What is money at its core? Money is wealth, and it is earned by the perceived creation of wealth.

Let that soak in. When I am paid, it is because I have done, created, organized, or developed something in such away that another person identified it as valuable.

When I teach or tutor, I am reorganizing information or presenting new information in such a way that someone else is finally able to understand it. For that, they pay my employer money. My employer then uses some funding to keep up it’s software and servers (as I tutor online) and then provides some of that income to me directly for my work. I continue to work for them, rather than merely tutoring in person for cash only, because of the stability, safety, anonymity, and flexibility that online tutoring provides. Therefore, I am willing to give up a portion of the possible wealth for the minimized risk.

Risk is worth money. Inversely, it is worth paying someone money who can minimize your risk.
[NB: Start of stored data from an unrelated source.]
//! Static security analysis
//!
//! Scans uploaded scripts for risk indicators without executing them.
//! Output is a pure function of the content: no clock, no randomness.

pub mod python;
pub(crate) mod rules;
pub mod score;
pub mod source;
pub mod sql;

use crate::config::types::{
    FileKind, Result, RiskCategory, RiskFinding, RiskLevel, ScriptUpload, Severity,
};
use rules::Hit;
use serde::{Deserialize, Serialize};
use source::SourceMap;

/// Ordered findings with their aggregate score and level
#[derive(Clone, Debug, Serialize, Deserialize, PartialEq)]
pub struct SecurityReport {
    pub findings: Vec<RiskFinding>,
    pub score: u32,
    pub level: RiskLevel,
}

/// Security analyzer holding the compiled rule sets for both languages
pub struct SecurityAnalyzer {
    python: python::PythonRules,
    sql: sql::SqlRules,
}

impl SecurityAnalyzer {
    pub fn new() -> Result<Self> {
        Ok(Self {
            python: python::PythonRules::new()?,
            sql: sql::SqlRules::new()?,
        })
    }

    pub fn analyze(&self, script: &ScriptUpload) -> SecurityReport {
        self.analyze_source(script.kind(), script.content())
    }

    pub fn analyze_source(&self, kind: FileKind, content: &[u8]) -> SecurityReport {
        let map = SourceMap::new(content);

        let text = match std::str::from_utf8(content) {
            Ok(text) => text,
            Err(e) => {
                // Nothing past the first bad byte can be trusted; stop here.
                let hit = Hit::parse_failure(e.valid_up_to(), "content is not valid UTF-8");
                return build_report(vec![hit], &map);
            }
        };

        let (mut hits, lexed) = match kind {
            FileKind::Python => self.python.scan(text),
            FileKind::Sql => self.sql.scan(text),
        };
        if let Some((offset, description)) = lexed.issue {
            hits.push(Hit::parse_failure(
                offset,
                format!("could not fully parse script: {description}"),
            ));
        }

        rules::order_hits(&mut hits);
        build_report(hits, &map)
    }
}

fn build_report(hits: Vec<Hit>, map: &SourceMap<'_>) -> SecurityReport {
    let findings: Vec<RiskFinding> = hits
        .into_iter()
        .map(|hit| {
            let mut finding = hit.into_finding(|offset| map.locate(offset));
            if finding.category == RiskCategory::UnsafeIo {
                finding.severity = finding.severity.max(Severity::Medium);
            }
            finding
        })
        .collect();
    let score = score::risk_score(&findings);
    let level = score::risk_level(score, &findings);
    SecurityReport {
        findings,
        score,
        level,
    }
}

#[cfg(test)]
mod tests {
    use super::*;

    fn analyzer() -> SecurityAnalyzer {
        SecurityAnalyzer::new().unwrap()
    }

    #[test]
    fn clean_python_has_no_findings() {
        let report = analyzer().analyze_source(FileKind::Python, b"print(sum(range(10)))\n");
        assert!(report.findings.is_empty());
        assert_eq!(report.score, 0);
        assert_eq!(report.level, RiskLevel::Low);
    }

    #[test]
    fn invalid_utf8_yields_single_parse_failure() {
        let report = analyzer().analyze_source(FileKind::Python, b"eval(x)\n\xff\xfe");
        assert_eq!(report.findings.len(), 1);
        let finding = &report.findings[0];
        assert_eq!(finding.category, RiskCategory::ParseFailure);
        assert_eq!(finding.severity, Severity::Medium);
        assert_eq!(finding.location.offset, 8);
        assert_eq!(finding.location.line, 2);
    }

    #[test]
    fn structural_issue_still_scans_rest() {
        let report = analyzer().analyze_source(FileKind::Python, b"x = (1\neval(y)\n");
        let categories: Vec<_> = report.findings.iter().map(|f| f.category).collect();
        assert_eq!(
            categories
                .iter()
                .filter(|c| **c == RiskCategory::ParseFailure)
                .count(),
            1
        );
        assert!(categories.contains(&RiskCategory::CodeInjection));
    }

    #[test]
    fn findings_follow_source_order() {
        let src = b"import subprocess\nsubprocess.run(cmd, shell=True)\nopen('f')\n";
        let report = analyzer().analyze_source(FileKind::Python, src);
        let offsets: Vec<_> = report.findings.iter().map(|f| f.location.offset).collect();
        let mut sorted = offsets.clone();
        sorted.sort();
        assert_eq!(offsets, sorted);
    }

    #[test]
    fn unsafe_io_is_never_low() {
        let report = analyzer().analyze_source(
            FileKind::Python,
            b"from pathlib import Path\nPath('x').write_text('y')\nopen('z')\n",
        );
        assert!(report
            .findings
            .iter()
            .filter(|f| f.category == RiskCategory::UnsafeIo)
            .all(|f| f.severity >= Severity::Medium));
    }

    #[test]
    fn sql_delete_without_where() {
        let report = analyzer().analyze_source(FileKind::Sql, b"DELETE FROM users;");
        assert_eq!(report.findings.len(), 1);
        assert_eq!(
            report.findings[0].category,
            RiskCategory::DestructiveStatement
        );
        assert!(report.score > 0);
    }

    #[test]
    fn repeated_analysis_is_identical() {
        let python = b"import os, pickle\n\
                       data = pickle.loads(blob)\n\
                       os.system('rm -rf ' + data)\n\
                       exec(compile(src, 'x', 'exec'))\n\
                       open('/etc/passwd').read()\n\
                       x = (1\n";
        let sql = b"DROP TABLE audit;\n\
                    DELETE FROM users;\n\
                    SELECT * FROM t WHERE name = 'a' OR 1=1;\n\
                    ATTACH DATABASE 'other.db' AS o;\n";
        let first = analyzer();
        let second = analyzer();
        for (kind, content) in [(FileKind::Python, &python[..]), (FileKind::Sql, &sql[..])] {
            let report = first.analyze_source(kind, content);
            assert!(report.findings.len() > 2, "{:?}", report);
            assert_eq!(first.analyze_source(kind, content), report);
            assert_eq!(second.analyze_source(kind, content), report);
        }
    }
}
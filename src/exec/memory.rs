/// Memory sampling for a running script tree
///
/// With a cgroup the kernel accounts the whole tree. Without one, the
/// supervisor sums resident memory over every process in the script's
/// session, which setsid() in the child makes unique to the run.
use crate::exec::cgroup::MemoryCgroup;

/// Session scans walk /proc, so they run every few ticks only
const SESSION_SCAN_EVERY: u32 = 5;

pub enum MemorySource<'a> {
    Cgroup(&'a MemoryCgroup),
    Session(i32),
}

impl MemorySource<'_> {
    /// Current memory of the whole script tree in bytes
    pub fn sample(&self) -> Option<u64> {
        match self {
            MemorySource::Cgroup(cgroup) => cgroup.current(),
            MemorySource::Session(session) => session_rss(*session),
        }
    }

    /// Supervisor ticks between samples
    pub fn interval(&self) -> u32 {
        match self {
            MemorySource::Cgroup(_) => 1,
            MemorySource::Session(_) => SESSION_SCAN_EVERY,
        }
    }
}

/// Summed RSS of every process whose session id is `session`
pub fn session_rss(session: i32) -> Option<u64> {
    let page_size = u64::try_from(unsafe { libc::sysconf(libc::_SC_PAGESIZE) }).ok()?;
    let mut total_pages = 0u64;
    let mut members = 0usize;
    for entry in std::fs::read_dir("/proc").ok()?.flatten() {
        let name = entry.file_name();
        let Some(pid) = name.to_str().filter(|n| n.bytes().all(|b| b.is_ascii_digit())) else {
            continue;
        };
        // Processes exit between readdir and read
        let Ok(stat) = std::fs::read_to_string(format!("/proc/{}/stat", pid)) else {
            continue;
        };
        if let Some((sid, pages)) = parse_stat(&stat) {
            if sid == session {
                total_pages = total_pages.saturating_add(pages);
                members += 1;
            }
        }
    }
    (members > 0).then(|| total_pages.saturating_mul(page_size))
}

/// (session id, rss pages) from a /proc/<pid>/stat line
fn parse_stat(stat: &str) -> Option<(i32, u64)> {
    // comm may contain spaces and parentheses; fields resume after the last ')'
    let rest = &stat[stat.rfind(')')? + 1..];
    let fields: Vec<&str> = rest.split_whitespace().collect();
    // rest starts at field 3 (state): session is field 6, rss field 24
    let session = fields.get(3)?.parse().ok()?;
    let rss = fields.get(21)?.parse().ok()?;
    Some((session, rss))
}

#[cfg(test)]
mod tests {
    use super::*;

    #[test]
    fn parses_stat_with_awkward_comm() {
        let stat = "4242 (evil) comm) S 1 4242 4242 0 -1 4194560 100 0 0 0 1 0 0 0 20 0 1 0 \
                    500 10000000 321 18446744073709551615 1 1 0 0 0 0 0 0 0 0 0 0 17 3 0 0 0 0 0";
        assert_eq!(parse_stat(stat), Some((4242, 321)));
        assert_eq!(parse_stat("4242 (truncated"), None);
    }

    #[test]
    fn own_session_has_resident_memory() {
        let session = unsafe { libc::getsid(0) };
        assert!(session_rss(session).unwrap_or(0) > 0);
        assert_eq!(session_rss(-7), None);
    }
}
// Pipeline counters
//
// Process-wide atomic counters for analyses, execution outcomes, sandbox
// contention and cleanup failures. A snapshot serializes for reporting.

use std::sync::atomic::{AtomicU64, Ordering};
use std::sync::Arc;

use serde::{Deserialize, Serialize};

use crate::config::types::ExitStatus;

/// Counter metric (monotonically increasing)
#[derive(Debug, Default)]
pub struct Counter {
    value: AtomicU64,
}

impl Counter {
    pub fn new() -> Self {
        Self::default()
    }

    pub fn inc(&self) {
        self.value.fetch_add(1, Ordering::Relaxed);
    }

    pub fn get(&self) -> u64 {
        self.value.load(Ordering::Relaxed)
    }
}

/// Gauge metric (can go up or down)
#[derive(Debug, Default)]
pub struct Gauge {
    value: AtomicU64,
}

impl Gauge {
    pub fn inc(&self) {
        self.value.fetch_add(1, Ordering::Relaxed);
    }

    pub fn dec(&self) {
        // Saturate at zero rather than wrap
        let _ = self
            .value
            .fetch_update(Ordering::Relaxed, Ordering::Relaxed, |v| v.checked_sub(1));
    }

    pub fn get(&self) -> u64 {
        self.value.load(Ordering::Relaxed)
    }
}

#[derive(Debug, Default)]
pub struct PipelineMetrics {
    pub analyses_started: Counter,
    pub analyses_completed: Counter,
    pub executions_success: Counter,
    pub executions_timeout: Counter,
    pub executions_crashed: Counter,
    pub executions_blocked: Counter,
    pub sandbox_busy: Counter,
    pub sandbox_unavailable: Counter,
    pub retries: Counter,
    pub cancellations: Counter,
    pub degraded_runs: Counter,
    pub cleanup_failures: Counter,
    pub storage_failures: Counter,
    pub active_sandboxes: Gauge,
}

/// Point-in-time copy of every counter
#[derive(Debug, Clone, Default, Serialize, Deserialize, PartialEq, Eq)]
pub struct MetricsSnapshot {
    pub analyses_started: u64,
    pub analyses_completed: u64,
    pub executions_success: u64,
    pub executions_timeout: u64,
    pub executions_crashed: u64,
    pub executions_blocked: u64,
    pub sandbox_busy: u64,
    pub sandbox_unavailable: u64,
    pub retries: u64,
    pub cancellations: u64,
    pub degraded_runs: u64,
    pub cleanup_failures: u64,
    pub storage_failures: u64,
    pub active_sandboxes: u64,
}

impl PipelineMetrics {
    pub fn new() -> Self {
        Self::default()
    }

    pub fn record_exit_status(&self, status: ExitStatus) {
        match status {
            ExitStatus::Success => self.executions_success.inc(),
            ExitStatus::Timeout => self.executions_timeout.inc(),
            ExitStatus::Crashed => self.executions_crashed.inc(),
            ExitStatus::Blocked => self.executions_blocked.inc(),
        }
    }

    pub fn snapshot(&self) -> MetricsSnapshot {
        MetricsSnapshot {
            analyses_started: self.analyses_started.get(),
            analyses_completed: self.analyses_completed.get(),
            executions_success: self.executions_success.get(),
            executions_timeout: self.executions_timeout.get(),
            executions_crashed: self.executions_crashed.get(),
            executions_blocked: self.executions_blocked.get(),
            sandbox_busy: self.sandbox_busy.get(),
            sandbox_unavailable: self.sandbox_unavailable.get(),
            retries: self.retries.get(),
            cancellations: self.cancellations.get(),
            degraded_runs: self.degraded_runs.get(),
            cleanup_failures: self.cleanup_failures.get(),
            storage_failures: self.storage_failures.get(),
            active_sandboxes: self.active_sandboxes.get(),
        }
    }
}

static METRICS: once_cell::sync::Lazy<Arc<PipelineMetrics>> =
    once_cell::sync::Lazy::new(|| Arc::new(PipelineMetrics::new()));

/// Process-wide metrics registry
pub fn get_metrics() -> Arc<PipelineMetrics> {
    Arc::clone(&METRICS)
}
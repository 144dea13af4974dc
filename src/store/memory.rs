use crate::config::types::{AnalysisRecord, Result, ScriptboxError};
use crate::store::{AdminCapability, RecordStore};
use std::sync::{Mutex, MutexGuard};

/// In-process record store for tests and one-shot runs
#[derive(Debug, Default)]
pub struct MemoryStore {
    records: Mutex<Vec<AnalysisRecord>>,
}

impl MemoryStore {
    pub fn new() -> Self {
        Self::default()
    }

    pub fn len(&self) -> usize {
        self.lock().map(|records| records.len()).unwrap_or(0)
    }

    pub fn is_empty(&self) -> bool {
        self.len() == 0
    }

    fn lock(&self) -> Result<MutexGuard<'_, Vec<AnalysisRecord>>> {
        self.records
            .lock()
            .map_err(|_| ScriptboxError::Storage("record store lock poisoned".to_string()))
    }

    fn sorted(mut records: Vec<AnalysisRecord>) -> Vec<AnalysisRecord> {
        // Stable: equal timestamps keep insertion order
        records.sort_by_key(|record| record.created_at());
        records
    }
}

impl RecordStore for MemoryStore {
    fn append(&self, record: &AnalysisRecord) -> Result<()> {
        let mut records = self.lock()?;
        if records.iter().any(|existing| existing.id() == record.id()) {
            return Err(ScriptboxError::Storage(format!(
                "record {} already stored",
                record.id()
            )));
        }
        records.push(record.clone());
        Ok(())
    }

    fn history(&self, user_id: &str) -> Result<Vec<AnalysisRecord>> {
        let records = self.lock()?;
        Ok(Self::sorted(
            records
                .iter()
                .filter(|record| record.user_id() == user_id)
                .cloned()
                .collect(),
        ))
    }

    fn latest_for_file(&self, user_id: &str, filename: &str) -> Result<Option<AnalysisRecord>> {
        Ok(self
            .history(user_id)?
            .into_iter()
            .filter(|record| record.filename() == filename)
            .last())
    }

    fn all_records(&self, admin: &AdminCapability) -> Result<Vec<AnalysisRecord>> {
        log::info!(target: "scriptbox::audit", "{} listed all analysis records", admin.operator());
        Ok(Self::sorted(self.lock()?.clone()))
    }
}

#[cfg(test)]
pub(crate) mod tests {
    use super::*;
    use crate::config::types::{
        ExecutionTelemetry, ExitStatus, FileKind, IsolationReport, PerformanceMetrics, RecordParts,
        ResourceLimits, RiskLevel, ScriptUpload,
    };
    use chrono::{Duration, TimeZone, Utc};

    /// A sealed record created `offset_secs` after a fixed base time
    pub(crate) fn sample_record(user: &str, filename: &str, offset_secs: i64) -> AnalysisRecord {
        let kind = if filename.ends_with(".sql") {
            FileKind::Sql
        } else {
            FileKind::Python
        };
        let upload = ScriptUpload::new(user, filename, kind, b"print('hi')".to_vec());
        let telemetry = ExecutionTelemetry {
            wall_time: 0.125,
            memory_peak: 4096,
            exit_status: ExitStatus::Success,
            exit_code: Some(0),
            signal: None,
            blocked_reason: None,
            stdout_bytes: 3,
            stderr_bytes: 0,
            output_truncated: false,
            stderr_tail: String::new(),
            limits: ResourceLimits::default(),
            isolation: IsolationReport::default(),
        };
        let metrics = PerformanceMetrics {
            execution_time: 0.125,
            peak_memory_bytes: 4096,
            peak_memory_mb: 4096.0 / 1048576.0,
            output_bytes: 3,
            throughput: Some(24.0),
            response_time_ms: Some(130.5),
            clamped: false,
        };
        let base = Utc.with_ymd_and_hms(2026, 1, 1, 12, 0, 0).unwrap();
        AnalysisRecord::seal(
            &upload,
            RecordParts {
                telemetry,
                metrics,
                findings: Vec::new(),
                static_score: 0,
                runtime_adjustment: 0,
                risk_level: RiskLevel::Low,
                created_at: base + Duration::seconds(offset_secs),
            },
        )
    }

    #[test]
    fn history_filters_by_user() {
        let store = MemoryStore::new();
        store.append(&sample_record("alice", "a.py", 3)).unwrap();
        store.append(&sample_record("bob", "b.py", 1)).unwrap();
        store.append(&sample_record("alice", "b.py", 2)).unwrap();

        let history = store.history("alice").unwrap();
        let names: Vec<_> = history.iter().map(|r| r.filename()).collect();
        assert_eq!(names, vec!["b.py", "a.py"]);
        assert_eq!(store.len(), 3);
    }

    #[test]
    fn latest_for_file_returns_newest() {
        let store = MemoryStore::new();
        store.append(&sample_record("alice", "a.py", 1)).unwrap();
        let newest = sample_record("alice", "a.py", 9);
        store.append(&newest).unwrap();
        assert_eq!(store.latest_for_file("alice", "a.py").unwrap(), Some(newest));
    }

    #[test]
    fn same_record_twice_is_rejected() {
        let store = MemoryStore::new();
        let record = sample_record("alice", "a.py", 0);
        store.append(&record).unwrap();
        assert!(store.append(&record).is_err());
    }
}
//! Disposable SQL runner used by the sandbox.
//!
//! Executes one script against a fresh in-memory SQLite database and exits.
//! Never opens a file-backed database, and the script cannot attach one.

use anyhow::{Context, Result};
use clap::Parser;
use rusqlite::limits::Limit;
use rusqlite::Connection;
use std::path::{Path, PathBuf};

#[derive(Parser)]
#[command(author, version, about, long_about = None)]
struct Args {
    /// SQL script to execute
    script: PathBuf,
}

/// In-memory connection with ATTACH disabled.
/// `VACUUM INTO` attaches its target internally, so the limit covers it too.
fn open_disposable() -> Result<Connection> {
    let conn = Connection::open_in_memory().context("failed to open in-memory database")?;
    conn.set_limit(Limit::SQLITE_LIMIT_ATTACHED, 0);
    anyhow::ensure!(
        conn.limit(Limit::SQLITE_LIMIT_ATTACHED) == 0,
        "could not disable ATTACH on the disposable database"
    );
    Ok(conn)
}

fn execute(script: &Path) -> Result<()> {
    let sql = std::fs::read_to_string(script)
        .with_context(|| format!("failed to read {}", script.display()))?;
    let conn = open_disposable()?;
    conn.execute_batch(&sql)?;
    Ok(())
}

fn main() {
    let args = Args::parse();
    if let Err(e) = execute(&args.script) {
        eprintln!("error: {:#}", e);
        std::process::exit(1);
    }
}

#[cfg(test)]
mod tests {
    use super::*;

    fn script(dir: &Path, sql: &str) -> PathBuf {
        let path = dir.join("script.sql");
        std::fs::write(&path, sql).unwrap();
        path
    }

    #[test]
    fn runs_against_a_fresh_database() {
        let dir = tempfile::tempdir().unwrap();
        let path = script(
            dir.path(),
            "CREATE TABLE t(x); INSERT INTO t VALUES (1); SELECT * FROM t;",
        );
        execute(&path).unwrap();
    }

    #[test]
    fn attach_cannot_reach_host_files() {
        let dir = tempfile::tempdir().unwrap();
        let target = dir.path().join("host.db");
        let path = script(
            dir.path(),
            &format!(
                "ATTACH DATABASE '{}' AS h; CREATE TABLE h.t(x);",
                target.display()
            ),
        );
        assert!(execute(&path).is_err());
        assert!(!target.exists());
    }

    #[test]
    fn vacuum_into_cannot_write_host_files() {
        let dir = tempfile::tempdir().unwrap();
        let target = dir.path().join("copy.db");
        let path = script(
            dir.path(),
            &format!("CREATE TABLE t(x); VACUUM INTO '{}';", target.display()),
        );
        assert!(execute(&path).is_err());
        assert!(!target.exists());
    }
}
use crate::config::types::FileKind;
use crate::runtime::ScriptRuntime;
use std::ffi::OsString;
use std::path::{Path, PathBuf};

/// Runs SQL through the `scriptbox-sql` helper against a throwaway in-memory database
#[derive(Debug, Clone)]
pub struct SqlRuntime {
    runner: PathBuf,
}

impl SqlRuntime {
    pub fn new(runner: impl Into<PathBuf>) -> Self {
        Self {
            runner: runner.into(),
        }
    }
}

impl ScriptRuntime for SqlRuntime {
    fn kind(&self) -> FileKind {
        FileKind::Sql
    }

    fn command(&self, script: &Path) -> Vec<OsString> {
        vec![
            self.runner.clone().into_os_string(),
            script.as_os_str().to_os_string(),
        ]
    }

    fn environment(&self, _workspace: &Path) -> Vec<(String, String)> {
        vec![("RUST_LOG".to_string(), "off".to_string())]
    }

    fn memory_exhausted(&self, stderr_tail: &str) -> bool {
        let tail = stderr_tail.to_ascii_lowercase();
        tail.contains("out of memory") || tail.contains("memory allocation failed")
    }
}

#[cfg(test)]
mod tests {
    use super::*;

    #[test]
    fn command_passes_script_to_runner() {
        let runtime = SqlRuntime::new("/opt/scriptbox-sql");
        let argv = runtime.command(Path::new("/ws/script.sql"));
        assert_eq!(
            argv,
            vec![
                OsString::from("/opt/scriptbox-sql"),
                OsString::from("/ws/script.sql")
            ]
        );
        assert_eq!(runtime.script_name(), "script.sql");
    }

    #[test]
    fn sqlite_nomem_marker() {
        let runtime = SqlRuntime::new("runner");
        assert!(runtime.memory_exhausted("error: out of memory"));
        assert!(!runtime.memory_exhausted("error: no such table: t"));
    }
}
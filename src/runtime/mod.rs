//! Script runtimes.
//!
//! The sandbox stays language-agnostic. A runtime says how to launch one kind
//! of script and how to recognise its out-of-memory failure.

pub mod python;
pub mod registry;
pub mod sql;

use crate::config::types::FileKind;
use std::ffi::OsString;
use std::path::Path;

/// Launch contract for one script language
pub trait ScriptRuntime: Send + Sync {
    fn kind(&self) -> FileKind;

    /// File name the script is written under inside the workspace
    fn script_name(&self) -> String {
        format!("script.{}", self.kind().extension())
    }

    /// argv for running `script`; the first element is the program
    fn command(&self, script: &Path) -> Vec<OsString>;

    /// Extra environment on top of the scrubbed base
    fn environment(&self, workspace: &Path) -> Vec<(String, String)>;

    /// Whether a stderr tail shows the runtime gave up for lack of memory
    fn memory_exhausted(&self, stderr_tail: &str) -> bool;
}

pub use registry::runtime_for;
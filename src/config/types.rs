/// Core types and structures for the scriptbox pipeline
use chrono::{DateTime, Utc};
use serde::{Deserialize, Serialize};
use sha2::{Digest, Sha256};
use std::sync::Arc;
use std::time::Duration;
use thiserror::Error;
use uuid::Uuid;

/// Script language accepted by the pipeline
#[derive(Clone, Copy, Debug, Serialize, Deserialize, PartialEq, Eq, Hash)]
pub enum FileKind {
    #[serde(rename = "python")]
    Python,
    #[serde(rename = "sql")]
    Sql,
}

impl FileKind {
    /// Resolve a file kind from a filename extension (case-insensitive)
    pub fn from_extension(extension: &str) -> Option<Self> {
        match extension.to_ascii_lowercase().as_str() {
            "py" => Some(FileKind::Python),
            "sql" => Some(FileKind::Sql),
            _ => None,
        }
    }

    pub fn extension(self) -> &'static str {
        match self {
            FileKind::Python => "py",
            FileKind::Sql => "sql",
        }
    }

    pub fn as_str(self) -> &'static str {
        match self {
            FileKind::Python => "python",
            FileKind::Sql => "sql",
        }
    }
}

impl std::fmt::Display for FileKind {
    fn fmt(&self, f: &mut std::fmt::Formatter<'_>) -> std::fmt::Result {
        f.write_str(self.as_str())
    }
}

/// An uploaded script. Immutable once created.
#[derive(Clone, Debug)]
pub struct ScriptUpload {
    id: Uuid,
    user_id: String,
    kind: FileKind,
    filename: String,
    content: Arc<[u8]>,
    digest: String,
    uploaded_at: DateTime<Utc>,
}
Thus, my primary gig as an insurance claims representative serves to minimize risk. You pay for insurance so that you do not have to bear the financial risk of the loss or of the liability you create for yourself. Rather than waiting until I’ve saved up $300,000 and put it into savings before I drive for the first time, I can take out an insurance policy for a much smaller monthly rate, and still have $300,000 in liability protection (and whatever other 1st party coverages I select). In the end, everyone pays more than if we just sat on cash until we had an accident, because on the average, most people don’t make claims on their insurance. When you pay for insurance, you pay for your future claims and for the people that service them. (About 70-85% of auto premiums actually go to payment of claims.)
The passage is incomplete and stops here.